L’article 3 du projet de loi donne un nouveau droit aux personnes nées d’un don à leur majorité, celui d’accéder aux informations non identifiantes relatives au tiers donneur (situation familiale et professionnelle, pays de naissance, etc.), ainsi que, s’il le souhaite, à son identité. En contrepartie, le consentement exprès du tiers donneur à la communication de ces données et de son identité est recueilli avant même de procéder au don. Le projet de loi autorise, de façon encadrée, une femme à congeler ses ovocytes (ou un homme son sperme). Cette autoconservation n’est possible actuellement que pour des raisons médicales, en cas de cancer par exemple. L’acte médical sera remboursé, mais pas les frais de conservation (environ 100 € par an).

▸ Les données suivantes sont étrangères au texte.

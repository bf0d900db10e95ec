//! Blocking HTTP helpers shared by the API-backed probes

use reqwest::blocking::{Client, Response};
use std::time::Duration;
use thiserror::Error;

/// Timeout for a single API request; well under the per-check budget
pub const REQUEST_TIMEOUT: Duration = Duration::from_secs(15);

/// Why an HTTP call did not yield a usable body
#[derive(Debug, Error)]
pub enum HttpError {
    #[error("Request timed out")]
    Timeout,
    #[error("Connection failed: {0}")]
    Connect(String),
    #[error("HTTP {0}")]
    Status(u16),
    #[error("Invalid response: {0}")]
    Decode(String),
    #[error("{0}")]
    Other(String),
}

impl From<reqwest::Error> for HttpError {
    fn from(err: reqwest::Error) -> Self {
        if err.is_timeout() {
            HttpError::Timeout
        } else if let Some(status) = err.status() {
            HttpError::Status(status.as_u16())
        } else if err.is_connect() {
            HttpError::Connect(root_cause(&err))
        } else if err.is_decode() {
            HttpError::Decode(root_cause(&err))
        } else {
            HttpError::Other(root_cause(&err))
        }
    }
}

fn root_cause(err: &(dyn std::error::Error + 'static)) -> String {
    let mut current = err;
    while let Some(source) = current.source() {
        current = source;
    }
    current.to_string()
}

/// Build a client with the given timeout.
///
/// `accept_invalid_certs` is for appliances with self-signed certificates.
pub fn client(timeout: Duration, accept_invalid_certs: bool) -> Result<Client, HttpError> {
    Client::builder()
        .timeout(timeout)
        .user_agent(concat!("daily-hud/", env!("CARGO_PKG_VERSION")))
        .danger_accept_invalid_certs(accept_invalid_certs)
        .build()
        .map_err(HttpError::from)
}

/// Turn non-2xx responses into `HttpError::Status`
pub fn check_status(response: Response) -> Result<Response, HttpError> {
    let status = response.status();
    if status.is_success() {
        Ok(response)
    } else {
        Err(HttpError::Status(status.as_u16()))
    }
}

/// Decode a successful response body as JSON
pub fn json_body(response: Response) -> Result<serde_json::Value, HttpError> {
    check_status(response)?
        .json::<serde_json::Value>()
        .map_err(|e| HttpError::Decode(e.to_string()))
}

Sur le sujet sensible de la recherche sur l’embryon et les cellules-souches, le texte procède à une dissociation des régimes applicables, respectivement, à la recherche sur l’embryon et à celle sur les cellules souches embryonnaires humaines. Il ne modifie pas le régime applicable aux recherches conduites sur l’embryon. En revanche, il soumet désormais les protocoles de recherches conduites sur des cellules souches embryonnaires à un régime de déclaration préalable à l’Agence de la biomédecine.

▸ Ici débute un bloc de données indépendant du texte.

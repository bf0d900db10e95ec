//! Time-bounded, file-backed key/value cache.
//!
//! One JSON object per namespace lives in `<directory>/<namespace>.json`.
//! The file's modification time is the only expiry signal: the whole
//! namespace expires as a unit once `now - mtime > max_age`. Every failure
//! (missing directory, unreadable or malformed file, failed write) degrades
//! to an empty cache and is never surfaced to the caller.
//!
//! The cache assumes a single writer per namespace. Each probe owns its own
//! namespace and is dispatched once per run, so no locking is done here.

use serde_json::{Map, Value};
use std::fs;
use std::path::{Path, PathBuf};
use std::time::{Duration, SystemTime};
use tracing::debug;

use crate::config::{expand_tilde, CacheConfig};

/// Request-scoped handle that hands out cache namespaces.
///
/// Built once per invocation and passed to probes through their context;
/// a disabled store hands out nothing.
#[derive(Debug, Clone)]
pub struct CacheStore {
    enabled: bool,
    directory: PathBuf,
}

impl CacheStore {
    pub fn new(directory: impl Into<PathBuf>) -> Self {
        Self {
            enabled: true,
            directory: directory.into(),
        }
    }

    /// A store that never caches
    pub fn disabled() -> Self {
        Self {
            enabled: false,
            directory: PathBuf::new(),
        }
    }

    /// Build from configuration; `force_disabled` is the `--no-cache` switch
    pub fn from_config(config: &CacheConfig, force_disabled: bool) -> Self {
        if force_disabled || !config.enabled {
            return Self::disabled();
        }
        Self::new(expand_tilde(&config.directory))
    }

    pub fn is_enabled(&self) -> bool {
        self.enabled
    }

    pub fn directory(&self) -> &Path {
        &self.directory
    }

    /// Open a namespace, or `None` when caching is disabled
    pub fn open(&self, namespace: &str) -> Option<TtlCache> {
        if !self.enabled {
            return None;
        }
        Some(TtlCache::open(namespace, &self.directory))
    }
}

/// A single cache namespace backed by one file
#[derive(Debug, Clone)]
pub struct TtlCache {
    /// `None` when the directory could not be prepared; behaves as empty
    path: Option<PathBuf>,
}

impl TtlCache {
    /// Resolve `directory/namespace.json`, creating the directory if needed
    pub fn open(namespace: &str, directory: &Path) -> Self {
        match fs::create_dir_all(directory) {
            Ok(()) => Self {
                path: Some(directory.join(format!("{}.json", namespace))),
            },
            Err(e) => {
                debug!(
                    "Cache directory {} unavailable, caching disabled for {}: {}",
                    directory.display(),
                    namespace,
                    e
                );
                Self { path: None }
            }
        }
    }

    pub fn path(&self) -> Option<&Path> {
        self.path.as_deref()
    }

    /// Read the namespace if it exists, parses as an object and is no older
    /// than `max_age`; otherwise an empty map.
    pub fn load(&self, max_age: Duration) -> Map<String, Value> {
        let Some(path) = &self.path else {
            return Map::new();
        };

        let metadata = match fs::metadata(path) {
            Ok(m) => m,
            Err(_) => return Map::new(),
        };

        let age = metadata
            .modified()
            .ok()
            .map(|mtime| {
                SystemTime::now()
                    .duration_since(mtime)
                    .unwrap_or(Duration::ZERO)
            })
            .unwrap_or(Duration::MAX);

        if age > max_age {
            debug!("Cache {} expired ({:?} old)", path.display(), age);
            return Map::new();
        }

        let content = match fs::read_to_string(path) {
            Ok(c) => c,
            Err(e) => {
                debug!("Failed to read cache {}: {}", path.display(), e);
                return Map::new();
            }
        };

        match serde_json::from_str::<Value>(&content) {
            Ok(Value::Object(map)) => map,
            Ok(_) => {
                debug!("Cache {} is not a JSON object, ignoring", path.display());
                Map::new()
            }
            Err(e) => {
                debug!("Cache {} is malformed, ignoring: {}", path.display(), e);
                Map::new()
            }
        }
    }

    /// Overwrite the namespace. Written to a sibling temp file first and
    /// renamed into place. Errors are logged and dropped.
    pub fn save(&self, data: &Map<String, Value>) {
        let Some(path) = &self.path else {
            return;
        };

        let content = match serde_json::to_string(data) {
            Ok(c) => c,
            Err(e) => {
                debug!("Failed to serialize cache {}: {}", path.display(), e);
                return;
            }
        };

        let tmp = path.with_extension("json.tmp");
        let result = fs::write(&tmp, content).and_then(|_| fs::rename(&tmp, path));
        if let Err(e) = result {
            debug!("Failed to write cache {}: {}", path.display(), e);
            let _ = fs::remove_file(&tmp);
        }
    }
}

Le projet de loi veut également faciliter la possibilité d’utiliser les éléments du corps d’une personne, prélevés à des fins médicales pour réaliser des examens de caractéristiques génétiques de cette personne à des fins de recherche scientifique. Et il encadre les découvertes incidentes qui peuvent être réalisées au cours d’un examen des caractéristiques génétiques d’une personne réalisé à des fins de recherche scientifique. Ainsi, la personne peut s’opposer à être informée d’une telle découverte alors même que ces caractéristiques génétiques peuvent être responsables d’une affection grave justifiant des mesures de prévention ou de soins à son bénéfice. Si la personne n’a pas formulé d’opposition à cette information, elle est alors informée de l’existence d’une découverte incidente et orientée vers un médecin qualifié en génétique. Elle garde cependant la possibilité de s’opposer, à tout moment et sans formalisme, à être informée de l’existence ou du contenu d’éventuelles découvertes incidentes.

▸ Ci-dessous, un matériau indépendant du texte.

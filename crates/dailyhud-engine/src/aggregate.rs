//! Folding a run into counts, an exit code and a display order

use dailyhud_core::{CheckResult, Run, Section, SeverityCounts, Status};

/// No warnings or errors
pub const EXIT_OK: i32 = 0;
/// At least one warning, no errors
pub const EXIT_WARNING: i32 = 1;
/// At least one error (including synthetic timeout/failure results)
pub const EXIT_ERROR: i32 = 2;

/// Partition the run's results by status
pub fn counts_by_severity(run: &Run) -> SeverityCounts {
    count_results(run.results())
}

pub fn count_results<'a>(results: impl IntoIterator<Item = &'a CheckResult>) -> SeverityCounts {
    let mut counts = SeverityCounts::default();
    for result in results {
        counts.add(result.status);
    }
    counts
}

/// `2` if any result is an error, else `1` if any is a warning, else `0`
pub fn overall_exit_code(run: &Run) -> i32 {
    exit_code_for(run.results())
}

pub fn exit_code_for<'a>(results: impl IntoIterator<Item = &'a CheckResult>) -> i32 {
    match results.into_iter().map(|r| r.status).max() {
        Some(Status::Error) => EXIT_ERROR,
        Some(Status::Warning) => EXIT_WARNING,
        _ => EXIT_OK,
    }
}

/// Sections named in `preferred` first, in that order, then the rest in
/// the order the run holds them.
pub fn sections_in_display_order<'a>(run: &'a Run, preferred: &[&str]) -> Vec<&'a Section> {
    let mut ordered: Vec<&Section> = Vec::with_capacity(run.sections().len());

    for name in preferred {
        ordered.extend(run.sections().iter().filter(|s| s.name == *name));
    }

    ordered.extend(
        run.sections()
            .iter()
            .filter(|s| !preferred.contains(&s.name.as_str())),
    );

    ordered
}

#[cfg(test)]
mod tests {
    use super::*;
    use crate::runner::{CheckRunner, WorkUnit};
    use std::thread;
    use std::time::Duration;

    fn result(status: Status) -> CheckResult {
        CheckResult::new("x", status, "m")
    }

    #[test]
    fn test_exit_code_table() {
        use Status::*;
        let cases: &[(&[Status], i32)] = &[
            (&[], 0),
            (&[Ok], 0),
            (&[Unknown], 0),
            (&[Ok, Unknown], 0),
            (&[Warning], 1),
            (&[Ok, Warning], 1),
            (&[Warning, Unknown], 1),
            (&[Warning, Warning, Ok], 1),
            (&[Error], 2),
            (&[Ok, Error], 2),
            (&[Warning, Error], 2),
            (&[Error, Warning], 2),
            (&[Unknown, Error], 2),
            (&[Ok, Warning, Error, Unknown], 2),
        ];

        for (statuses, expected) in cases {
            let results: Vec<_> = statuses.iter().map(|s| result(*s)).collect();
            assert_eq!(exit_code_for(&results), *expected, "statuses: {:?}", statuses);
        }
    }

    #[test]
    fn test_exit_code_over_run() {
        let run = Run::new(
            vec![
                Section::new("A", vec![result(Status::Ok)]),
                Section::new("B", vec![result(Status::Warning)]),
            ],
            Duration::ZERO,
        );
        assert_eq!(overall_exit_code(&run), EXIT_WARNING);
    }

    #[test]
    fn test_counts() {
        let run = Run::new(
            vec![
                Section::new("A", vec![result(Status::Ok), result(Status::Error)]),
                Section::new("B", vec![result(Status::Warning), result(Status::Ok)]),
            ],
            Duration::ZERO,
        );
        let counts = counts_by_severity(&run);
        assert_eq!((counts.ok, counts.warning, counts.error), (2, 1, 1));
    }

    #[test]
    fn test_display_order_preferred_then_remaining() {
        let run = Run::new(
            vec![
                Section::new("Extra", vec![]),
                Section::new("Kubernetes", vec![]),
                Section::new("Another", vec![]),
                Section::new("Todoist", vec![]),
            ],
            Duration::ZERO,
        );
        let preferred = ["Todoist", "GitHub", "Kubernetes"];

        let names: Vec<_> = sections_in_display_order(&run, &preferred)
            .iter()
            .map(|s| s.name.as_str())
            .collect();
        assert_eq!(names, vec!["Todoist", "Kubernetes", "Extra", "Another"]);

        // deterministic across calls
        let again: Vec<_> = sections_in_display_order(&run, &preferred)
            .iter()
            .map(|s| s.name.as_str())
            .collect();
        assert_eq!(names, again);
    }

    #[test]
    fn test_scenario_ok_warning_timeout() {
        let units = vec![
            WorkUnit::new("p1", "P1"),
            WorkUnit::new("p2", "P2"),
            WorkUnit::new("p3", "P3"),
        ];

        let run = CheckRunner::new()
            .worker_limit(2)
            .per_check_timeout(Duration::from_millis(200))
            .overall_timeout(Duration::from_secs(2))
            .run(units, |id| match id {
                "p1" => Ok(vec![CheckResult::ok("p1", "ok")]),
                "p2" => Ok(vec![CheckResult::warning("p2", "warn").with_details(["a", "b"])]),
                _ => {
                    thread::sleep(Duration::from_millis(700));
                    Ok(vec![CheckResult::ok("p3", "too late")])
                }
            });

        assert_eq!(run.sections().len(), 3);
        let counts = counts_by_severity(&run);
        assert_eq!((counts.ok, counts.warning, counts.error), (1, 1, 1));
        assert_eq!(overall_exit_code(&run), EXIT_ERROR);
        assert_eq!(run.section("P2").unwrap().results[0].details, vec!["a", "b"]);
    }
}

L’environnement, une question éthique ?

Le projet de loi élargit les missions du conseiller en génétique – en lui conférant la possibilité de prescrire certains examens de biologie médicale dans des hypothèses de consultation en génétique ou de diagnostic prénatal – et du Comité consultatif national d’éthique pour les sciences de la vie et de la santé (CCNE). Ce dernier pourra notamment donner des avis sur les problèmes éthiques et les questions de société soulevés par les conséquences sur la santé des progrès de la connaissance non seulement dans les domaines de la biologie, de la médecine, de la santé mais aussi dans tout autre domaine, aux fins notamment d’inclure dans le champ de ses interventions les enjeux éthiques de certains progrès de la connaissance notamment en matière d’intelligence artificielle ou – plus surprenant – d’environnement.